*** Opening Supplied material ***
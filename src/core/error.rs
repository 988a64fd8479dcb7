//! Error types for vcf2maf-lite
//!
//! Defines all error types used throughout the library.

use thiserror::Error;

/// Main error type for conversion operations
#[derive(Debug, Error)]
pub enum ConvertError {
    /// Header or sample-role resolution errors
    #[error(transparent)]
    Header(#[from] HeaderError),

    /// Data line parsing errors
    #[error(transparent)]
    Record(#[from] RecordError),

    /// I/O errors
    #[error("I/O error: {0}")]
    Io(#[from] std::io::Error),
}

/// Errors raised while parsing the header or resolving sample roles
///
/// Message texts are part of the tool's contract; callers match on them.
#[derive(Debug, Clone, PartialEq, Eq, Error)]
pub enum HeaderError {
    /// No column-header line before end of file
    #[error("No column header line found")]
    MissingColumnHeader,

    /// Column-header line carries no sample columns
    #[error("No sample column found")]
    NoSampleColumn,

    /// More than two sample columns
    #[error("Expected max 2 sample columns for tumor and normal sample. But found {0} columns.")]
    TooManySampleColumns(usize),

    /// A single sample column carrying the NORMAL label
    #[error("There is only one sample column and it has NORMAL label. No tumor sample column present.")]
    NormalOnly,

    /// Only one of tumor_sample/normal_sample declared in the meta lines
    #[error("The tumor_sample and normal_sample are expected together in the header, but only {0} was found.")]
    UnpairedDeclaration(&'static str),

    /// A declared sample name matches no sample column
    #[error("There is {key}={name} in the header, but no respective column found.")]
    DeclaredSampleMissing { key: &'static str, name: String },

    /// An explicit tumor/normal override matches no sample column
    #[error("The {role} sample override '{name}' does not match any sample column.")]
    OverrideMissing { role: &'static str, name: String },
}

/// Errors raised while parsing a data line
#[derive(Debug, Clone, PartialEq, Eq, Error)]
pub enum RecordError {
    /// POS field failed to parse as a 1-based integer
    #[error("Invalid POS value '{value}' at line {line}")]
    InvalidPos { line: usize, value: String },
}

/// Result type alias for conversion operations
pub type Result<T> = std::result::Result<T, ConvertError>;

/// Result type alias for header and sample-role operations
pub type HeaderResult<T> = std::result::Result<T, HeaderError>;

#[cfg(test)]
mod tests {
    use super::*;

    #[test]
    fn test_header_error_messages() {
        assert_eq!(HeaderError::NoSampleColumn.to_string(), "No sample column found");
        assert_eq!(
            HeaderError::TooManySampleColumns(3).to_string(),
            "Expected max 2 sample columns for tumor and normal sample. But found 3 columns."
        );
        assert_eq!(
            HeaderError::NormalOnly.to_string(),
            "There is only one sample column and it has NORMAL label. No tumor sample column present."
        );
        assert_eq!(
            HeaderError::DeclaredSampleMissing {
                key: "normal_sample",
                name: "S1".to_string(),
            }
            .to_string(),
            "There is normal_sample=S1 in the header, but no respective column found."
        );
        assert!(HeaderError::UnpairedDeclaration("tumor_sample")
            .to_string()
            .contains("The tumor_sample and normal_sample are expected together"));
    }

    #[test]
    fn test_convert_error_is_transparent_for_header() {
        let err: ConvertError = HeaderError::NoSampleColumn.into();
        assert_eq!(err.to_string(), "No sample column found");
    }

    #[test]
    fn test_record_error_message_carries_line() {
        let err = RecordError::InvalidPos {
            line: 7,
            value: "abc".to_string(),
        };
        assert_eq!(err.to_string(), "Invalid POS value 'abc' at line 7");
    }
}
*** Closing Supplied material ***
*** Opening Supplied material ***
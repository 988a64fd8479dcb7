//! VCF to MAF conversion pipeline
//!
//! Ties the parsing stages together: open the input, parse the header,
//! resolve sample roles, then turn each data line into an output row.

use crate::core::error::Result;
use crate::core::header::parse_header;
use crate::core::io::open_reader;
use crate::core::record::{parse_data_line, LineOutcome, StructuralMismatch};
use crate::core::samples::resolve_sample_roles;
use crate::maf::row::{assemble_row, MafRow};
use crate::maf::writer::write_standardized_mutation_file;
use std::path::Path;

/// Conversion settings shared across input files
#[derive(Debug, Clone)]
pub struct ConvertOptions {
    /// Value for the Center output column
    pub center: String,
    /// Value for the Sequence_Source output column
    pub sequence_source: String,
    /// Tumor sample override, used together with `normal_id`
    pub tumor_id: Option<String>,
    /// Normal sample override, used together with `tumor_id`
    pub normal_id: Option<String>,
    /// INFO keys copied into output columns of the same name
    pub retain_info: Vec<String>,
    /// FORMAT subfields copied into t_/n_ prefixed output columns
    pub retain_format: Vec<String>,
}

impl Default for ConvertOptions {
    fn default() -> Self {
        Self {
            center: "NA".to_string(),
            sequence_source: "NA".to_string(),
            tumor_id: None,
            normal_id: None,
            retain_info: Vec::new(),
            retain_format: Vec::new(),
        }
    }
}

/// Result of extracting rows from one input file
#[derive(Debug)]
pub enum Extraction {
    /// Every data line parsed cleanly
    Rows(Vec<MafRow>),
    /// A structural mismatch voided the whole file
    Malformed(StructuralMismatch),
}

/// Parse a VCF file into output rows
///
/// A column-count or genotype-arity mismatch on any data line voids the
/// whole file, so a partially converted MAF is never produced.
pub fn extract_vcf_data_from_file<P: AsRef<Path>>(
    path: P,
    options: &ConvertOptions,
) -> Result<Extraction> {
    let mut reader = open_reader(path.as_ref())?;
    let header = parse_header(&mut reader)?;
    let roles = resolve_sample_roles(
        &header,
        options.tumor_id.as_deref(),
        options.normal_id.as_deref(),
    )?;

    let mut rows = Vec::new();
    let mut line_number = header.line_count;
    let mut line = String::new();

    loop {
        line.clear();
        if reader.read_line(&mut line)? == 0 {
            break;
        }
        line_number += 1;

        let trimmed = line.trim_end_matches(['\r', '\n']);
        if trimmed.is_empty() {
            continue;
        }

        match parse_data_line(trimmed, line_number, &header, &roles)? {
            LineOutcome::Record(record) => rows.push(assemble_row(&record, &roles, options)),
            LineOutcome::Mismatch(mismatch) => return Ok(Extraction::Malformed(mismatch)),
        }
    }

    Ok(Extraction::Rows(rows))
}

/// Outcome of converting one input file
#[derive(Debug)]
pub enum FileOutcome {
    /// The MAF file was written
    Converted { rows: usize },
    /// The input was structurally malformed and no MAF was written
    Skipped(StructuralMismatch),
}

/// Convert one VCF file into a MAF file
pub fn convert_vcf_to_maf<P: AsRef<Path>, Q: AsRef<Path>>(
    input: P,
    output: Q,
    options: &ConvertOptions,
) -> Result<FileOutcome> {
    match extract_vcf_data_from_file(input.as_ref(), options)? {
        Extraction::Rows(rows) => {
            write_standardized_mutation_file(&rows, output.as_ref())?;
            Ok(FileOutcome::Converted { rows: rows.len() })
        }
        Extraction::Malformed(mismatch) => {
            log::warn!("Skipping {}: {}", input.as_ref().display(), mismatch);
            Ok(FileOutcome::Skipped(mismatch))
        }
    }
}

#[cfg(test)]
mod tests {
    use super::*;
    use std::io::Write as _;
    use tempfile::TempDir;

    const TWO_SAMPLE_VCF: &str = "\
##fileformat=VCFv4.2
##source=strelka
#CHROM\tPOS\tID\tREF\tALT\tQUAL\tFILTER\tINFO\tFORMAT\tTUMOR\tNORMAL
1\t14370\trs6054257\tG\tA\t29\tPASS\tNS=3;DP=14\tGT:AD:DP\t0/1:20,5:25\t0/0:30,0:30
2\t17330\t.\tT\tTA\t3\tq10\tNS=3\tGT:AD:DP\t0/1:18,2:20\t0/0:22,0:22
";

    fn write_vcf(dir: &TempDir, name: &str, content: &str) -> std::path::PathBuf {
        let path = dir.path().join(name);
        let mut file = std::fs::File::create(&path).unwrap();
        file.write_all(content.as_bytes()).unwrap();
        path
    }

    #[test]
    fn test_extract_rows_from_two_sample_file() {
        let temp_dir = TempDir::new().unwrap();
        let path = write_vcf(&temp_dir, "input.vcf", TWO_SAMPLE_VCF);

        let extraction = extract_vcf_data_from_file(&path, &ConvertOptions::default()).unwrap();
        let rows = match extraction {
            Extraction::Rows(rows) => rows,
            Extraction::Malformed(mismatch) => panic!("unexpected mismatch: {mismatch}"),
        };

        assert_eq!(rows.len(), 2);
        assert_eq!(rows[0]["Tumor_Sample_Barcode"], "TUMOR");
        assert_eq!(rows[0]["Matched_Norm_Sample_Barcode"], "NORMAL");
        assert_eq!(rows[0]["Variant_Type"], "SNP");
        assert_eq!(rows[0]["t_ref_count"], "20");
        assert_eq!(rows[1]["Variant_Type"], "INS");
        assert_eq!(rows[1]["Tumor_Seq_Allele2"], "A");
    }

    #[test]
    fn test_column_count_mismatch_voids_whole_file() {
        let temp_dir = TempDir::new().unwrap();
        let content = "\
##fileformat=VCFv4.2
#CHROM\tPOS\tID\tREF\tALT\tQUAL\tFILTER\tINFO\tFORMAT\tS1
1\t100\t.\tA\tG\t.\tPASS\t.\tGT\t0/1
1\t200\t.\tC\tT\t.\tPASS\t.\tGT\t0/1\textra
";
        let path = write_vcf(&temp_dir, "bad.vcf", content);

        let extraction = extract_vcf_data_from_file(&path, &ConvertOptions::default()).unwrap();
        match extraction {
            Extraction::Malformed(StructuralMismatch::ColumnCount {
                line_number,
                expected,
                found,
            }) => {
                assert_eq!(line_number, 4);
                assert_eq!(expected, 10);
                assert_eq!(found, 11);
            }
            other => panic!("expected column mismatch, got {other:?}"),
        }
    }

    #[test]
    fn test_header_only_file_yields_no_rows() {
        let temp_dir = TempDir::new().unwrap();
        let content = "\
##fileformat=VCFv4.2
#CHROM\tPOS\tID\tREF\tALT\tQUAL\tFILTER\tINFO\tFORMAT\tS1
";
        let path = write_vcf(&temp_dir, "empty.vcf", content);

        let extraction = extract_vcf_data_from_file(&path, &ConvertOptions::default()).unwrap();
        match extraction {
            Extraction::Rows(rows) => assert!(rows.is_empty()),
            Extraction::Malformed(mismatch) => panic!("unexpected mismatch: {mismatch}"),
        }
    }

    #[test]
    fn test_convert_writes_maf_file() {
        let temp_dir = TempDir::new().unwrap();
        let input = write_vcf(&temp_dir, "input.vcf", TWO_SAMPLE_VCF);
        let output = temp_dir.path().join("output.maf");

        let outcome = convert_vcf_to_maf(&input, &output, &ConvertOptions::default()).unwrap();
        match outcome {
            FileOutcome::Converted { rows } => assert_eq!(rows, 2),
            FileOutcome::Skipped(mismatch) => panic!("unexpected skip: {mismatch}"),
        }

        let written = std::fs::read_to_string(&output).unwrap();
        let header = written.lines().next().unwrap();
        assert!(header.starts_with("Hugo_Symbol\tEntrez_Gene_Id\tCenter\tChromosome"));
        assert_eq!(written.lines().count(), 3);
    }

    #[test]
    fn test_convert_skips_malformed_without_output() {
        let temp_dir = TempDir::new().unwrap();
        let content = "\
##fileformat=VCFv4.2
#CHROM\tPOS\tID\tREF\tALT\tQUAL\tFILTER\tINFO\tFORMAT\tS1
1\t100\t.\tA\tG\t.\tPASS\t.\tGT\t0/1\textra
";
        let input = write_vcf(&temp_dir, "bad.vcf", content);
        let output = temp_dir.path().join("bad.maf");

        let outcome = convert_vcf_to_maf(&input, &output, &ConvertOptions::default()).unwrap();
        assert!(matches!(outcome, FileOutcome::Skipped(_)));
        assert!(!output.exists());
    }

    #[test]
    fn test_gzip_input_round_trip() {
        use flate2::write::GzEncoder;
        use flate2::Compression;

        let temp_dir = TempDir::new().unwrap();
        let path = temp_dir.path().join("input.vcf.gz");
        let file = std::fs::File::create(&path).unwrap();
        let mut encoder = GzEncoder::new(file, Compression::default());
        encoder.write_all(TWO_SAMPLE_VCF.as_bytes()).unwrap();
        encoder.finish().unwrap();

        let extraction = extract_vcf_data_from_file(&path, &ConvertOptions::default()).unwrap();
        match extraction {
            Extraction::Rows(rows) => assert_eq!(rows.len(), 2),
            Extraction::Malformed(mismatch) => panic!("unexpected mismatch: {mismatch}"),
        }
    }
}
*** Closing Supplied material ***
*** Opening Supplied material ***
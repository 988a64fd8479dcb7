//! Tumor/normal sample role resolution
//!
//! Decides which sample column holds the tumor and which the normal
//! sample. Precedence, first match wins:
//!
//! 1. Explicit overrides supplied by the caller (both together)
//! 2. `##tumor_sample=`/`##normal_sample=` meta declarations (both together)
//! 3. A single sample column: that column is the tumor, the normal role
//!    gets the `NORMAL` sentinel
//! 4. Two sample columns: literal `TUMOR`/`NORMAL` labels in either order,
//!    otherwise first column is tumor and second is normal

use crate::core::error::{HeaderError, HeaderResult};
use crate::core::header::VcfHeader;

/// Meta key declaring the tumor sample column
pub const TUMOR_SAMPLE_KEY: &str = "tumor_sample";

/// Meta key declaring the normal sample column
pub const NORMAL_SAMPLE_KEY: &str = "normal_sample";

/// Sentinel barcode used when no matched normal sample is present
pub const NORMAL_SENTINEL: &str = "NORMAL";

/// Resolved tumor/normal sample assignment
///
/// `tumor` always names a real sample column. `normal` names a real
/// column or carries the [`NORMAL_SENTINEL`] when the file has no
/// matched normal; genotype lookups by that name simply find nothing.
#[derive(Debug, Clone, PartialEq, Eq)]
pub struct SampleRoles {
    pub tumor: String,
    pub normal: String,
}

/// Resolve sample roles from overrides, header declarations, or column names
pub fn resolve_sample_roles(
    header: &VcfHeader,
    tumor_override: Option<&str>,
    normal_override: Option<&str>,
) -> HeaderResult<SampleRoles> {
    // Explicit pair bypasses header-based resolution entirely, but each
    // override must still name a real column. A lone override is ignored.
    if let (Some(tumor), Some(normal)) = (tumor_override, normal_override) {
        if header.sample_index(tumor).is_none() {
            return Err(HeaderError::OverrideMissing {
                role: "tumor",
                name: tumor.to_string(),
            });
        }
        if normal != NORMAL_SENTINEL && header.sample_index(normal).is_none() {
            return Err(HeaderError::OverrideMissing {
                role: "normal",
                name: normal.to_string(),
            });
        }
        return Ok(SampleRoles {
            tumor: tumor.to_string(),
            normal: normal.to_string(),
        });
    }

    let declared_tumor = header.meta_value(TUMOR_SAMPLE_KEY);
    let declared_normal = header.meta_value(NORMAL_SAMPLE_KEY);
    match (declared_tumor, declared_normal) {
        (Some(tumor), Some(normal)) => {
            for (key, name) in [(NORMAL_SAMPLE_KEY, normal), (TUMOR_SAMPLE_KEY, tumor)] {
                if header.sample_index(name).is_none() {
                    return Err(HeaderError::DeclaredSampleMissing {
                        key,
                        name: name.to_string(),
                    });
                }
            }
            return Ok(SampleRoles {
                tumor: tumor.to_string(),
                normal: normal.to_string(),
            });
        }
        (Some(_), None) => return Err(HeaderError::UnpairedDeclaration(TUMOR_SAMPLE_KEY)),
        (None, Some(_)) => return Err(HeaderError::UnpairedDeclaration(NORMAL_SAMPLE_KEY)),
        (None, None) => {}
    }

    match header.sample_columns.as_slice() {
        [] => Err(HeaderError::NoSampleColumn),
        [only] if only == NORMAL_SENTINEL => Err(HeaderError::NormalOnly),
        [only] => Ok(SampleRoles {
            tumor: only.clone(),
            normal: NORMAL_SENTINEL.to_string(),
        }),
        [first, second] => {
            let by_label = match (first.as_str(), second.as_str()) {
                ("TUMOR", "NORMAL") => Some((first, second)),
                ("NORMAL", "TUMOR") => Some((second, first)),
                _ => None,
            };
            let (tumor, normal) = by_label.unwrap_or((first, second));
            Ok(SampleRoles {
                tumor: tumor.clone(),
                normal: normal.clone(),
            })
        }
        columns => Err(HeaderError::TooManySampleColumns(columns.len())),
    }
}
*** Closing Supplied material ***
[Description of the task] If a line in the entries contains the word "SampleRoles", copy that line out.

[Response box]
pub struct SampleRoles {
) -> HeaderResult<SampleRoles> {
        return Ok(SampleRoles {
            return Ok(SampleRoles {
        [only] => Ok(SampleRoles {
            Ok(SampleRoles {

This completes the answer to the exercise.